Your goal:
Look through the data below and work out how many lines contain the string "field". Give the number alone.

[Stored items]
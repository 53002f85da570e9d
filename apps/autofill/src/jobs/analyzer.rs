//! Job fit analysis — scores a listing against the candidate profile.
//!
//! Never fails: an unusable LLM response produces a zero-score analysis with
//! `should_apply = false`, so one bad listing cannot stall a search run.

use serde::{Deserialize, Serialize};
use tracing::{info, warn};

use crate::jobs::prompts::{ANALYZE_PROMPT_TEMPLATE, ANALYZE_SYSTEM};
use crate::jobs::JobPosting;
use crate::llm_client::prompts::json_only;
use crate::llm_client::{generate_json, TextGenerator};

#[derive(Debug, Clone, Serialize)]
pub struct JobAnalysis {
    pub score: u32, // 0 – 100
    pub reason: String,
    pub matching_skills: Vec<String>,
    pub missing_skills: Vec<String>,
    pub should_apply: bool,
}

/// Raw model output; the score may come back as a float or out of range.
#[derive(Debug, Deserialize)]
struct RawAnalysis {
    score: f64,
    #[serde(default)]
    reason: String,
    #[serde(default)]
    matching_skills: Vec<String>,
    #[serde(default)]
    missing_skills: Vec<String>,
}

impl JobAnalysis {
    fn from_raw(raw: RawAnalysis, min_score: u32) -> Self {
        let score = raw.score.round().clamp(0.0, 100.0) as u32;
        Self {
            score,
            reason: raw.reason,
            matching_skills: raw.matching_skills,
            missing_skills: raw.missing_skills,
            should_apply: score >= min_score,
        }
    }

    fn failed(reason: impl std::fmt::Display) -> Self {
        Self {
            score: 0,
            reason: format!("Analysis failed: {reason}"),
            matching_skills: vec![],
            missing_skills: vec![],
            should_apply: false,
        }
    }
}

pub fn build_analyze_prompt(profile: &str, job: &JobPosting) -> String {
    ANALYZE_PROMPT_TEMPLATE
        .replace("{title}", JobPosting::field(&job.title, "Unknown"))
        .replace("{company}", JobPosting::field(&job.company, "Unknown"))
        .replace(
            "{description}",
            JobPosting::field(&job.description, "No description available"),
        )
        .replace("{resume}", profile)
}

/// Scores `job` against `profile`; `should_apply` is `score >= min_score`.
pub async fn analyze_job(
    generator: &dyn TextGenerator,
    profile: &str,
    job: &JobPosting,
    min_score: u32,
) -> JobAnalysis {
    let prompt = build_analyze_prompt(profile, job);
    let system = json_only(ANALYZE_SYSTEM);

    match generate_json::<RawAnalysis>(generator, &system, &prompt).await {
        Ok(raw) => {
            let analysis = JobAnalysis::from_raw(raw, min_score);
            info!(
                "Job '{}' scored {}/100 (apply: {})",
                JobPosting::field(&job.title, "Unknown"),
                analysis.score,
                analysis.should_apply
            );
            analysis
        }
        Err(e) => {
            warn!("Error analyzing job: {}", e);
            JobAnalysis::failed(e)
        }
    }
}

Answer area:
4